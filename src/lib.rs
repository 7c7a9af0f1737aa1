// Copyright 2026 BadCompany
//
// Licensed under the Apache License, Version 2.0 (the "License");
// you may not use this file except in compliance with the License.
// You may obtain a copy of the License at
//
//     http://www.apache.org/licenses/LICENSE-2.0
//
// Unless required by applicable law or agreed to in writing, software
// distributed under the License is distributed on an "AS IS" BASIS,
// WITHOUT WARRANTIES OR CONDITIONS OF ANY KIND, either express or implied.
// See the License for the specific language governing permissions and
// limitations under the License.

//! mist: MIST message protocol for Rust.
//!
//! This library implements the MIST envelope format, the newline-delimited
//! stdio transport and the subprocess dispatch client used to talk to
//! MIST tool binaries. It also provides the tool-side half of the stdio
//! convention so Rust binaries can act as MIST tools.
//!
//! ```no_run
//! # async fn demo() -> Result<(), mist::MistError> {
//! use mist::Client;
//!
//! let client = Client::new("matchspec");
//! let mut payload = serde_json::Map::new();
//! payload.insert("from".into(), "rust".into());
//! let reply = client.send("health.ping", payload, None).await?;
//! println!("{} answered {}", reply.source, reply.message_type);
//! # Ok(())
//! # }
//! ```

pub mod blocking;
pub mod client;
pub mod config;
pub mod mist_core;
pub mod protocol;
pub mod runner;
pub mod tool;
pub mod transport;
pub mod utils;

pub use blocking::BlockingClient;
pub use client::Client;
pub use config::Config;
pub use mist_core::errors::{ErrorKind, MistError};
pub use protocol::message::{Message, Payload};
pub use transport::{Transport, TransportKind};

==

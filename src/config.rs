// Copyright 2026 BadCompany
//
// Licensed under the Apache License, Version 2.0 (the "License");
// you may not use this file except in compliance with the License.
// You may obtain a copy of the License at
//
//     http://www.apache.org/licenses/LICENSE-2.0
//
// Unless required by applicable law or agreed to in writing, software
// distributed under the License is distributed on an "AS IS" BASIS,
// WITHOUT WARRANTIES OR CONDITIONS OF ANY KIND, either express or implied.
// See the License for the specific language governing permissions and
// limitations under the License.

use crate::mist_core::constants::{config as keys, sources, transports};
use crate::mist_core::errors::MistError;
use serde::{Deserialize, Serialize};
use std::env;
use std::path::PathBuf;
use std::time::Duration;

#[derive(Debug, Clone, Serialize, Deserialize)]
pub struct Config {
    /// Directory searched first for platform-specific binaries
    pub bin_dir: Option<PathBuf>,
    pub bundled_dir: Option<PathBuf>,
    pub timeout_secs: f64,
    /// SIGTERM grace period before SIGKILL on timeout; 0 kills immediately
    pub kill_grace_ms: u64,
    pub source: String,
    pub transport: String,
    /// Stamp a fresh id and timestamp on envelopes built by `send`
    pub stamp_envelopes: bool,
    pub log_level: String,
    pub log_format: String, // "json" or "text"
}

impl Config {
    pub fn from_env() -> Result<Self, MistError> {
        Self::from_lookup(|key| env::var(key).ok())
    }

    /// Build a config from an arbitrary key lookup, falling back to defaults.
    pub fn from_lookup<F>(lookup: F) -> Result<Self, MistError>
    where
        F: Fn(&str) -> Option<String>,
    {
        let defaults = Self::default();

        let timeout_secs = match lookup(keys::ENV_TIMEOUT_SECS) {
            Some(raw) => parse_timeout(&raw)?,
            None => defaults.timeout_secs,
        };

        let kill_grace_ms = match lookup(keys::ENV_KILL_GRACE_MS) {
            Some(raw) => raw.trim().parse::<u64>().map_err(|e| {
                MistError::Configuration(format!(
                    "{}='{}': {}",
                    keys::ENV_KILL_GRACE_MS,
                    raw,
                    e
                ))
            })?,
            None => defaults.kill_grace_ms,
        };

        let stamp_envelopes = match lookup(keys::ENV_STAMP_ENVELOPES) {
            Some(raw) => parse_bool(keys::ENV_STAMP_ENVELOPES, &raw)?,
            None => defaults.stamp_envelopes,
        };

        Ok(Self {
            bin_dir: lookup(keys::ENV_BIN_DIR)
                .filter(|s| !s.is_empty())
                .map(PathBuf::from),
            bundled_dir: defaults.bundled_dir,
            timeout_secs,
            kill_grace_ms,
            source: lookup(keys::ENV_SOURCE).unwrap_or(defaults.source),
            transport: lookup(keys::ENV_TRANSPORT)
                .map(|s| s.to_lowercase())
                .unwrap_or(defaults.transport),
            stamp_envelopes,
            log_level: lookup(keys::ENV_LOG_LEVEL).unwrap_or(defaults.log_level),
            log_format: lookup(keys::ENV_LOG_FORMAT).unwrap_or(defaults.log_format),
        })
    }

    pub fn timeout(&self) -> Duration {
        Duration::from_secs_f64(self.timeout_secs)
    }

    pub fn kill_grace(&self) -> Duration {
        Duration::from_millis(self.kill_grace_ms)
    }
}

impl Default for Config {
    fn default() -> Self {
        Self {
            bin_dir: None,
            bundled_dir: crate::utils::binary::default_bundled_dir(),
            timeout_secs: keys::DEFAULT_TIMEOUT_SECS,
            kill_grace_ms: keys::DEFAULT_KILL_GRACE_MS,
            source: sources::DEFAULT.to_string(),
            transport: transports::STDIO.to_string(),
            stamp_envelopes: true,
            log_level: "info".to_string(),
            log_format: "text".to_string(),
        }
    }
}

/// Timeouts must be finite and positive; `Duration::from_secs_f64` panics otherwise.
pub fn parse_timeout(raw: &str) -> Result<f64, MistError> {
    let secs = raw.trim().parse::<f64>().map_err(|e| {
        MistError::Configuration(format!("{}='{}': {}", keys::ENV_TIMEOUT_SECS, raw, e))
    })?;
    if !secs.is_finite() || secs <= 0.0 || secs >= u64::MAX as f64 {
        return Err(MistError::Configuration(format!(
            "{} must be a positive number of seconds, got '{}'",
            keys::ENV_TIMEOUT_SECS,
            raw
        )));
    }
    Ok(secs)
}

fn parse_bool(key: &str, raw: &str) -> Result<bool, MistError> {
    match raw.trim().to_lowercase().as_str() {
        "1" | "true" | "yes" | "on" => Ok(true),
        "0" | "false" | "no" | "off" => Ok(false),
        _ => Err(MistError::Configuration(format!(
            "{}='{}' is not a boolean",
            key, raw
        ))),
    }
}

__EXERCISE DESCRIPTION__
Using the records given above, list every line that includes the word "Serialize".

__EXERCISE RESULT__
use serde::{Deserialize, Serialize};
#[derive(Debug, Clone, Serialize, Deserialize)]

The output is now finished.